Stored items
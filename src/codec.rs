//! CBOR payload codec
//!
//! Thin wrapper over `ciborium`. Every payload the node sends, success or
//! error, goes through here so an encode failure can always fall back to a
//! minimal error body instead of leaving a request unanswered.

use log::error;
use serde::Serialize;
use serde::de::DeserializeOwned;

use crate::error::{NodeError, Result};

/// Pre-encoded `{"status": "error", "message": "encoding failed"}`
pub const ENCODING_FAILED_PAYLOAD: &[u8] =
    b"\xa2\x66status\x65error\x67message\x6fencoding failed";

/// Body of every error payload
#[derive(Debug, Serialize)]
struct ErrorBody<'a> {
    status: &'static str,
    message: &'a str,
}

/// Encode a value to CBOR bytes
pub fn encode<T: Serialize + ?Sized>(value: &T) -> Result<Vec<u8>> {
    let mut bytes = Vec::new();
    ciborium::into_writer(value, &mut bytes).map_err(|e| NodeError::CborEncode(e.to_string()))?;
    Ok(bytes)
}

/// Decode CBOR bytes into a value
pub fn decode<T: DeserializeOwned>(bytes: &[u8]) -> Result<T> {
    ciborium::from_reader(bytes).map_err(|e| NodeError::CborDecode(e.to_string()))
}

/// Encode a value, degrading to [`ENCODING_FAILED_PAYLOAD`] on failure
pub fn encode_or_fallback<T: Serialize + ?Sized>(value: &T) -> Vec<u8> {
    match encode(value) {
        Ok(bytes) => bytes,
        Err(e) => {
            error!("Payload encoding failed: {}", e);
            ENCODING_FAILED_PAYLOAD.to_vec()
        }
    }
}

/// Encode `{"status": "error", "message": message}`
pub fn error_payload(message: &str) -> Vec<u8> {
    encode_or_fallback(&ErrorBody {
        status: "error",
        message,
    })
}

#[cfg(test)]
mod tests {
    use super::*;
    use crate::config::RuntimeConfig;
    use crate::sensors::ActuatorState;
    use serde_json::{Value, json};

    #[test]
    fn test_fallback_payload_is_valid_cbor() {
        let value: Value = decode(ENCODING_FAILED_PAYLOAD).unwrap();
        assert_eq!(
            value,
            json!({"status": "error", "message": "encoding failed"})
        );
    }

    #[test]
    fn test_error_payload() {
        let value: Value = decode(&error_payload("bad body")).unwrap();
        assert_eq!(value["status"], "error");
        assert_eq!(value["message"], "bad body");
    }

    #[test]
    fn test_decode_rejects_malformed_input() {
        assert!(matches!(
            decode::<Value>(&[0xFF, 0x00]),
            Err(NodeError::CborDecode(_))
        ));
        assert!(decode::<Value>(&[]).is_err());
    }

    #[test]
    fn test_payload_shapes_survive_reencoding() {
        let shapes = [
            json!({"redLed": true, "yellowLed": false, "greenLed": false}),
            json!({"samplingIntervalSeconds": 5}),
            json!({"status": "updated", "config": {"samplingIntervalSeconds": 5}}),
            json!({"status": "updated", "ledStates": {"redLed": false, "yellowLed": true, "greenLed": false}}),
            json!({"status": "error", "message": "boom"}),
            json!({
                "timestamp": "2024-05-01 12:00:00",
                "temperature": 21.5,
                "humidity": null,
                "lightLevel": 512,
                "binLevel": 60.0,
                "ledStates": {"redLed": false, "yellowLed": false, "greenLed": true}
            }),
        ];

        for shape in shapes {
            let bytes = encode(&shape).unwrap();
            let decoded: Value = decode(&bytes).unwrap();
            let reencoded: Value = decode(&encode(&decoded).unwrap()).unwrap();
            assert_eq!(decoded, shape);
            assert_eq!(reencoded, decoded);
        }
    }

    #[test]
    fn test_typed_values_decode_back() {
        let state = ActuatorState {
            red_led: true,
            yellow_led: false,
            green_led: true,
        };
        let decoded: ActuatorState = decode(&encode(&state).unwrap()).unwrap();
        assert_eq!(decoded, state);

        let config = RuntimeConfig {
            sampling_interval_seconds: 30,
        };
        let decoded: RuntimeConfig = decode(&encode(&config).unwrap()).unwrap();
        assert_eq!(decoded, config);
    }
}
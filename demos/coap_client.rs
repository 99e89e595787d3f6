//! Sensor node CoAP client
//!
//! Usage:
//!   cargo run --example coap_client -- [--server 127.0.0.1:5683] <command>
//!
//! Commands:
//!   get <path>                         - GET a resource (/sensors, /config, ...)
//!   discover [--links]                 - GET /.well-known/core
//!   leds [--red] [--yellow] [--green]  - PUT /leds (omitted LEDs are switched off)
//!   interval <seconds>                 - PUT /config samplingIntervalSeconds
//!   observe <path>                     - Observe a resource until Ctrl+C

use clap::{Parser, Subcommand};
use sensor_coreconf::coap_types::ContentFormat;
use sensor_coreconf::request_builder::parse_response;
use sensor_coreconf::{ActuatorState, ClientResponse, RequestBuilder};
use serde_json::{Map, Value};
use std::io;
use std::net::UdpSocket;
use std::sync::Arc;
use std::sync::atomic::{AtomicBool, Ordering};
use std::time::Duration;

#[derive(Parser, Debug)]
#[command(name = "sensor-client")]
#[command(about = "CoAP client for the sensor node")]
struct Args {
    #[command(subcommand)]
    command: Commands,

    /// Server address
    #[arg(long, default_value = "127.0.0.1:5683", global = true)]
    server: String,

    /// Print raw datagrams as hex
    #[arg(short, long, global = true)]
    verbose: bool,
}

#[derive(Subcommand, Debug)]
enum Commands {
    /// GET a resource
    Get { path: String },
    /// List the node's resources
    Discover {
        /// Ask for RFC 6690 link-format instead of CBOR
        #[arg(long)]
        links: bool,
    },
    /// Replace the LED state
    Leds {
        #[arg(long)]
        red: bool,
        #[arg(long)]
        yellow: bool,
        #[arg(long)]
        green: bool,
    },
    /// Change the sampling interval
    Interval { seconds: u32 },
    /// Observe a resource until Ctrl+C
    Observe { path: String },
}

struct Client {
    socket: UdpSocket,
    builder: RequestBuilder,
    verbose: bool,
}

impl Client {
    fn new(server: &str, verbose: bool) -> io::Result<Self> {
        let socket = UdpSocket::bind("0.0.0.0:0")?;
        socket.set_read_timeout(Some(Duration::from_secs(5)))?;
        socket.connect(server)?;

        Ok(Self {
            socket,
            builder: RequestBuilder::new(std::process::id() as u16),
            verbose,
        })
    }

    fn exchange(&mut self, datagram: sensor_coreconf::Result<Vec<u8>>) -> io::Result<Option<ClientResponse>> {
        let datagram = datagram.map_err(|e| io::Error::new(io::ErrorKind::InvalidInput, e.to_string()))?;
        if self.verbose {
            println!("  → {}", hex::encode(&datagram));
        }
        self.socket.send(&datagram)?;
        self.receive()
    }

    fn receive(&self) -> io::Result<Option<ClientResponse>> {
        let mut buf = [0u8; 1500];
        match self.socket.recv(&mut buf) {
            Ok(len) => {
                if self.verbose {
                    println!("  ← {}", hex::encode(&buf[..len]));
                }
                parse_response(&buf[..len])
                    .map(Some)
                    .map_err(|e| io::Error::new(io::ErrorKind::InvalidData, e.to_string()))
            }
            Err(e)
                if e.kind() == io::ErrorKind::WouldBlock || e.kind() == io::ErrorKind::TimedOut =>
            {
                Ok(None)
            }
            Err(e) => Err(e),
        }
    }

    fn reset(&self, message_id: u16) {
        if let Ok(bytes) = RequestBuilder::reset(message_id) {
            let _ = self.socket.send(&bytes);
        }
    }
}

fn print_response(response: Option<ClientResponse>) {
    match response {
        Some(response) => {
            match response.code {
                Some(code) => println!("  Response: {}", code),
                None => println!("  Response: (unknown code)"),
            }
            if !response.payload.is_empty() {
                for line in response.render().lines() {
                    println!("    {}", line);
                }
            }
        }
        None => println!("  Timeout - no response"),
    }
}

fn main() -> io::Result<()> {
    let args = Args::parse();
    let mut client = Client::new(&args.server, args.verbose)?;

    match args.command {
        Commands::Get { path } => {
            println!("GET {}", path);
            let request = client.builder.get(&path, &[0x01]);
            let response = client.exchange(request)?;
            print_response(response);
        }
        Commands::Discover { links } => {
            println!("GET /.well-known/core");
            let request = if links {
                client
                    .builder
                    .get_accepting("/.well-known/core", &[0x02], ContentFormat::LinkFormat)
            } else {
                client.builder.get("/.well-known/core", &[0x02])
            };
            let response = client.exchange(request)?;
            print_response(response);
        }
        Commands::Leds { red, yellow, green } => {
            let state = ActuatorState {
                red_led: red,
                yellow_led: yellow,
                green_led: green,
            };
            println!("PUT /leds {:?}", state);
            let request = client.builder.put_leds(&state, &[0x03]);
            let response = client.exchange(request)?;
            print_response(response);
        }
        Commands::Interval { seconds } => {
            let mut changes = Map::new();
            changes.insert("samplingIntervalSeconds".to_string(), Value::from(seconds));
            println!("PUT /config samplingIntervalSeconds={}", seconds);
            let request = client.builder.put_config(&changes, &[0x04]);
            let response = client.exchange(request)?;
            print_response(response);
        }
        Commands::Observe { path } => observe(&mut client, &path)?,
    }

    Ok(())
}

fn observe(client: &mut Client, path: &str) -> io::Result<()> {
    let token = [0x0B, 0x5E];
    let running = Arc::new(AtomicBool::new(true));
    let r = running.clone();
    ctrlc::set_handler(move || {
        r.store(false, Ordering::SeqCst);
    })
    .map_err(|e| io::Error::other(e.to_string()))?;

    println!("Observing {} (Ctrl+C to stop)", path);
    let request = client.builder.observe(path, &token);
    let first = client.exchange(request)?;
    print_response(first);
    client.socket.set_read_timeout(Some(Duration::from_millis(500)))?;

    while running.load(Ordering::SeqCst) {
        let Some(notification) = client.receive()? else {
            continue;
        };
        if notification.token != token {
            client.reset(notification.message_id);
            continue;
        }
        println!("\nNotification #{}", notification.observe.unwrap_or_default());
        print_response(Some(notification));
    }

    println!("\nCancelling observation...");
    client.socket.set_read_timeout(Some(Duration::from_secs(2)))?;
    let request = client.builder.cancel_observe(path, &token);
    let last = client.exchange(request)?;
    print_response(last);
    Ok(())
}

What the task requires: Wherever "UdpSocket" occurs in the entries above, copy the line it sits on.

Solution for this problem:
use std::net::UdpSocket;
    socket: UdpSocket,
        let socket = UdpSocket::bind("0.0.0.0:0")?;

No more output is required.